Figure 5 shows the specific wear rate (k) for all the tested conditions, which is determined by dividing the wear rate (Figure 4) by the load used following Archard’s law (Equation (1)). In all cases, the specific wear rate was strongly dependent on the applied load. The specific wear at the load of 20 N was considerably lower across all conditions than for the 2 N condition, regardless of the sliding speed employed. The values observed ranged from 0.002 to 0.008 mm3 N−1 m−1 for all 2 N conditions, while for the 20 N load test, they were one order of magnitude lower, ranging from 0.0002 to 0.0008 mm3 N−1 m−1.
The k values were lower for the sliding speed of 0.05 m s−1 than for 0.1 m s−1 as is extracted from the comparison of Figure 4a,b. Therefore, the sliding speed has an impact on the specific wear rate. As observed, Archard’s law was not followed, since abrasive wear did not predominate. The condition with the lowest k value at 0.05 m s−1 was the peak-aged at both loads. At 0.1 m s−1 of sliding speed, the k value was minimal for the solution-treated condition at 2 N of load and the peak-aged one at 20 N of load. It is suggested that changes in the wear mechanisms take place.
The specific wear rate (k) is commonly used to assess the influence of load on the wear behavior and it is a sensitive factor to identify changes in the wear mechanisms. In the case of the ZX11 alloy, it has been observed that wear (Figure 4) is nearly unaffected by the load, causing the k values to reduce with the load (Figure 5). This behavior is different from what is typically observed in many systems [30,31]. There are two considerations to be made on this observation.
On the one hand, a Mg-based alloy has been used as the counterbody, i.e., the hardness of the two materials involved is similar.
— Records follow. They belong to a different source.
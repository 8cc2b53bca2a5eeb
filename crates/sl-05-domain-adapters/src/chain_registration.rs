//! # Chain Registration Adapter
//!
//! Supply chains and participant authorizations, plus the authorization
//! lookups every other intent depends on.

use crate::authorization_cache::AuthorizationCache;
use crate::domain::{
    Authorization, DomainError, EntityKey, LedgerCall, LedgerState, PendingIntent, SupplyChain,
};
use crate::ports::{ChainRegistrationApi, EntityStore};
use crate::writer::IntentWriter;
use async_trait::async_trait;
use std::sync::Arc;
use tracing::info;

/// Chain registration adapter.
pub struct ChainRegistrationAdapter {
    writer: IntentWriter,
    entities: Arc<dyn EntityStore>,
    cache: Arc<AuthorizationCache>,
}

impl ChainRegistrationAdapter {
    /// Create the adapter.
    pub fn new(
        writer: IntentWriter,
        entities: Arc<dyn EntityStore>,
        cache: Arc<AuthorizationCache>,
    ) -> Self {
        Self {
            writer,
            entities,
            cache,
        }
    }

    /// The authorization cache this adapter owns.
    pub fn cache(&self) -> &Arc<AuthorizationCache> {
        &self.cache
    }

    fn stage_chain(&self, chain_id: u64, name: &str, owner: &str) -> Result<PendingIntent, DomainError> {
        let name = name.trim();
        let owner = owner.trim().to_lowercase();
        if name.is_empty() {
            return Err(DomainError::validation("chain name must not be empty"));
        }
        if owner.is_empty() {
            return Err(DomainError::validation("chain owner must not be empty"));
        }

        let prepared = {
            let _guard = self.writer.lock();
            match self.entities.load_chain(chain_id)? {
                None => {}
                Some(existing) if existing.ledger.is_failed() => {}
                // A repeated request; the coordinator records it as redundant.
                Some(existing)
                    if existing.ledger.is_pending()
                        && existing.name == name
                        && existing.owner == owner => {}
                Some(_) => {
                    return Err(DomainError::AlreadyExists {
                        kind: "supply chain",
                        id: chain_id.to_string(),
                    })
                }
            }

            let call = LedgerCall::CreateChain {
                chain_id,
                name: name.to_string(),
                owner: owner.clone(),
            };
            self.writer
                .stage(call.operation(), call.to_parameters(), |record_id| {
                    self.entities.save_chain(&SupplyChain {
                        id: chain_id,
                        name: name.to_string(),
                        owner: owner.clone(),
                        ledger: LedgerState::pending(record_id),
                    })?;
                    self.cache.invalidate_chain(chain_id);
                    Ok(())
                })?
        };

        info!(chain_id, owner = %owner, record_id = %prepared.id(), "[sl-05] Supply chain registration submitted");
        self.writer.dispatch(EntityKey::Chain(chain_id), prepared)
    }

    fn stage_authorization(
        &self,
        chain_id: u64,
        participant: &str,
        role: &str,
        granted_by: &str,
    ) -> Result<PendingIntent, DomainError> {
        let participant = participant.trim().to_lowercase();
        let granted_by = granted_by.trim().to_lowercase();
        let role = role.trim();
        if participant.is_empty() {
            return Err(DomainError::validation("participant must not be empty"));
        }
        if role.is_empty() {
            return Err(DomainError::validation("role must not be empty"));
        }

        let prepared = {
            let _guard = self.writer.lock();
            let chain = self
                .entities
                .load_chain(chain_id)?
                .filter(|c| !c.ledger.is_failed())
                .ok_or_else(|| DomainError::not_found("supply chain", chain_id))?;
            if chain.owner != granted_by {
                return Err(DomainError::NotAuthorized {
                    chain_id,
                    participant: granted_by,
                });
            }
            if let Some(existing) = self.entities.load_authorization(chain_id, &participant)? {
                if existing.ledger.is_confirmed() && existing.role == role {
                    return Err(DomainError::AlreadyExists {
                        kind: "authorization",
                        id: format!("{chain_id}:{participant}"),
                    });
                }
            }

            let call = LedgerCall::Authorize {
                chain_id,
                participant: participant.clone(),
                role: role.to_string(),
            };
            self.writer
                .stage(call.operation(), call.to_parameters(), |record_id| {
                    self.entities.save_authorization(&Authorization {
                        chain_id,
                        participant: participant.clone(),
                        role: role.to_string(),
                        ledger: LedgerState::pending(record_id),
                    })?;
                    self.cache.invalidate(chain_id, &participant);
                    Ok(())
                })?
        };

        info!(
            chain_id,
            participant = %participant,
            role,
            record_id = %prepared.id(),
            "[sl-05] Participant authorization submitted"
        );
        self.writer.dispatch(
            EntityKey::Authorization {
                chain_id,
                participant,
            },
            prepared,
        )
    }

    fn lookup_authorized(&self, chain_id: u64, participant: &str) -> Result<bool, DomainError> {
        let Some(chain) = self.entities.load_chain(chain_id)? else {
            return Ok(false);
        };
        if chain.ledger.is_failed() {
            return Ok(false);
        }
        if chain.owner == participant {
            return Ok(true);
        }
        Ok(self
            .entities
            .load_authorization(chain_id, participant)?
            .is_some_and(|a| a.is_effective()))
    }
}

#[async_trait]
impl ChainRegistrationApi for ChainRegistrationAdapter {
    async fn create_chain(
        &self,
        chain_id: u64,
        name: &str,
        owner: &str,
    ) -> Result<PendingIntent, DomainError> {
        self.stage_chain(chain_id, name, owner)
    }

    async fn authorize_participant(
        &self,
        chain_id: u64,
        participant: &str,
        role: &str,
        granted_by: &str,
    ) -> Result<PendingIntent, DomainError> {
        self.stage_authorization(chain_id, participant, role, granted_by)
    }

    fn is_authorized(&self, chain_id: u64, participant: &str) -> Result<bool, DomainError> {
        let participant = participant.trim().to_lowercase();
        if let Some(answer) = self.cache.get(chain_id, &participant) {
            return Ok(answer);
        }
        let answer = self.lookup_authorized(chain_id, &participant)?;
        self.cache.insert(chain_id, &participant, answer);
        Ok(answer)
    }
}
In most wear tests, a hard material is used as the counterbody, favoring the appearance of two-body abrasive wear [32]. However, this situation is not realistic within the human body, as no hard metals are present. The presence of similar materials implies that many other wear mechanisms could be present, as the evolution of k indicates.
On the other hand, the heat treatments applied have an impact on the wear rate of the ZX11 alloy. The presence of a quasi-continuous phase at the GBs in the as-cast condition caused fatigue wear due to crack propagation through the precipitated phases. This wear mechanism is not observed after the different heat treatments, due to the dissolution of the Ca2Mg6Zn3 phase at the GBs. Therefore, the evolution of the microstructure through the different heat treatment conditions changes the response of the alloy during its contact with the counterbody.

3.3. Friction Coefficient

The friction coefficients obtained for the ZX11 alloy samples were measured and recorded during testing, and the results are shown in Figure 6. In all tested samples, an unstable friction coefficient was observed for approximately 50 m of sliding distance. After this initial phase, the friction coefficient reached a relatively constant value.
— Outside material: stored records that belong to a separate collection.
//! In-memory checkpoint store.

use crate::domain::ReconcileError;
use crate::ports::CheckpointStore;
use parking_lot::RwLock;
use shared_types::EventPosition;

/// Checkpoint held in memory; lost on restart.
#[derive(Debug, Default)]
pub struct InMemoryCheckpointStore {
    position: RwLock<Option<EventPosition>>,
}

impl InMemoryCheckpointStore {
    /// Empty store.
    pub fn new() -> Self {
        Self::default()
    }

    /// Store seeded with `position`.
    pub fn at(position: EventPosition) -> Self {
        Self {
            position: RwLock::new(Some(position)),
        }
    }
}

impl CheckpointStore for InMemoryCheckpointStore {
    fn load(&self) -> Result<Option<EventPosition>, ReconcileError> {
        Ok(*self.position.read())
    }

    fn save(&self, position: EventPosition) -> Result<(), ReconcileError> {
        *self.position.write() = Some(position);
        Ok(())
    }
}
//! # Error Types
//!
//! Errors shared by every subsystem that builds or reads ledger payloads.

use thiserror::Error;

/// Errors raised while building, validating, or reading call parameters
/// and event payloads.
#[derive(Debug, Clone, PartialEq, Eq, Error)]
pub enum ParamError {
    /// Operation name not part of the contract vocabulary.
    #[error("Unknown operation: {0}")]
    UnknownOperation(String),

    /// Wrong number of parameters for an operation.
    #[error("{operation} expects {expected} parameters, got {got}")]
    ArityMismatch {
        operation: String,
        expected: usize,
        got: usize,
    },

    /// A parameter has the wrong type.
    #[error("{operation}: parameter {param} must be {expected}, got {got}")]
    TypeMismatch {
        operation: String,
        param: String,
        expected: String,
        got: String,
    },

    /// An event payload lacks a field the binding relies on.
    #[error("{kind} event is missing field {field}")]
    MissingField { kind: String, field: String },
}

#[cfg(test)]
mod tests {
    use super::*;

    #[test]
    fn test_arity_error_message() {
        let err = ParamError::ArityMismatch {
            operation: "CreateItem".to_string(),
            expected: 5,
            got: 3,
        };
        assert_eq!(err.to_string(), "CreateItem expects 5 parameters, got 3");
    }

    #[test]
    fn test_missing_field_message() {
        let err = ParamError::MissingField {
            kind: "ItemCreated".to_string(),
            field: "itemId".to_string(),
        };
        assert!(err.to_string().contains("itemId"));
    }
}
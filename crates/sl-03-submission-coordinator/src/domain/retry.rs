//! # Retry Policy
//!
//! Bounded exponential backoff for transport failures.
//!
//! ```text
//! delay(n) = min(initial * multiplier^(n-1), max)     n = retry_count >= 1
//! ```

use serde::{Deserialize, Serialize};
use std::time::Duration;

/// Retry configuration for transport failures.
#[derive(Debug, Clone, PartialEq, Serialize, Deserialize)]
pub struct RetryPolicy {
    /// Transport failures tolerated before the record fails.
    pub max_retries: u32,
    /// Delay after the first failure.
    pub initial_backoff: Duration,
    /// Growth factor between consecutive delays.
    pub multiplier: f64,
    /// Upper bound of any single delay.
    pub max_backoff: Duration,
}

impl Default for RetryPolicy {
    fn default() -> Self {
        Self {
            max_retries: 3,
            initial_backoff: Duration::from_millis(500),
            multiplier: 2.0,
            max_backoff: Duration::from_secs(30),
        }
    }
}

impl RetryPolicy {
    /// Set maximum transport retries.
    pub fn with_max_retries(mut self, max_retries: u32) -> Self {
        self.max_retries = max_retries;
        self
    }

    /// Set the first delay.
    pub fn with_initial_backoff(mut self, delay: Duration) -> Self {
        self.initial_backoff = delay;
        self
    }

    /// Set the growth factor.
    pub fn with_multiplier(mut self, multiplier: f64) -> Self {
        self.multiplier = multiplier;
        self
    }

    /// Set the delay cap.
    pub fn with_max_backoff(mut self, delay: Duration) -> Self {
        self.max_backoff = delay;
        self
    }

    /// Delay to wait after the `retry_count`-th failure.
    pub fn backoff(&self, retry_count: u32) -> Duration {
        let exponent = retry_count.saturating_sub(1).min(63) as i32;
        let millis = self.initial_backoff.as_millis() as f64 * self.multiplier.powi(exponent);
        let capped = millis.min(self.max_backoff.as_millis() as f64);
        Duration::from_millis(capped.max(0.0) as u64)
    }

    /// True once `retry_count` failures leave no attempt.
    pub fn exhausted(&self, retry_count: u32) -> bool {
        retry_count >= self.max_retries
    }
}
In the steady state, the friction coefficients measured ranged between 0.27 and 0.46. It is important to indicate that the evolution of the friction coefficient with the heat treatments follows a similar trend to that of the wear rate.
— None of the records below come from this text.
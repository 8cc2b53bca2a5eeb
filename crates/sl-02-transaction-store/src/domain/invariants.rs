//! # Domain Invariants
//!
//! Lifecycle rules every `TransactionRecord` obeys.

use super::errors::StoreError;
use shared_types::{ExternalRef, RecordId, TxStatus};

/// Invariant: status transitions are monotonic.
///
/// Only PENDING moves, and only to CONFIRMED or FAILED. Terminal statuses
/// never change again.
pub fn invariant_monotonic_status(
    id: RecordId,
    from: TxStatus,
    to: TxStatus,
) -> Result<(), StoreError> {
    if from.can_transition_to(to) {
        Ok(())
    } else {
        Err(StoreError::InvalidTransition { id, from, to })
    }
}

/// Invariant: the external reference is written at most once.
///
/// Writing the same value again is allowed.
pub fn invariant_reference_write_once(
    id: RecordId,
    existing: Option<&ExternalRef>,
    new: &ExternalRef,
) -> Result<(), StoreError> {
    match existing {
        Some(current) if current != new => Err(StoreError::ReferenceAlreadySet {
            id,
            existing: current.clone(),
        }),
        _ => Ok(()),
    }
}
The values observed for the friction coefficient are similar to those measured in wear tests where a magnesium alloy is tested against other metals in dry-sliding conditions. Ramesh et al. [33] obtained a similar average friction coefficient value for different Mg-Zn alloys applying 20 N and 2000 m of sliding distance using a pin-on-disc configuration with a steel disc as the counterbody. Zhao et al. [34] evaluated the friction coefficient of the as-cast and heat-treated Mg-6Gd-2Zn-0.4Zr (wt.%) alloy using a ball-on-disc configuration with stainless-steel balls, a sliding velocity of 20 mm s−1, a load of 20 N, and a 60 min test duration. Under these test conditions, they observed a very slight difference in the friction coefficient value between the as-cast and the heat-treated samples, ranging from 0.30 to 0.40 in all cases. Zhou et al. [35] showed in their work an average friction coefficient value of 0.3187 for an as-cast AZ91D alloy using a pin-on-disc configuration and steel balls, applying 10 N and 300 rpm for 15 min. Blau et al. [36] obtained friction coefficient values in the range of 0.30 to 0.35 for the AZ91D alloy manufactured by casting and thixomolding using three tribometers with different characteristics.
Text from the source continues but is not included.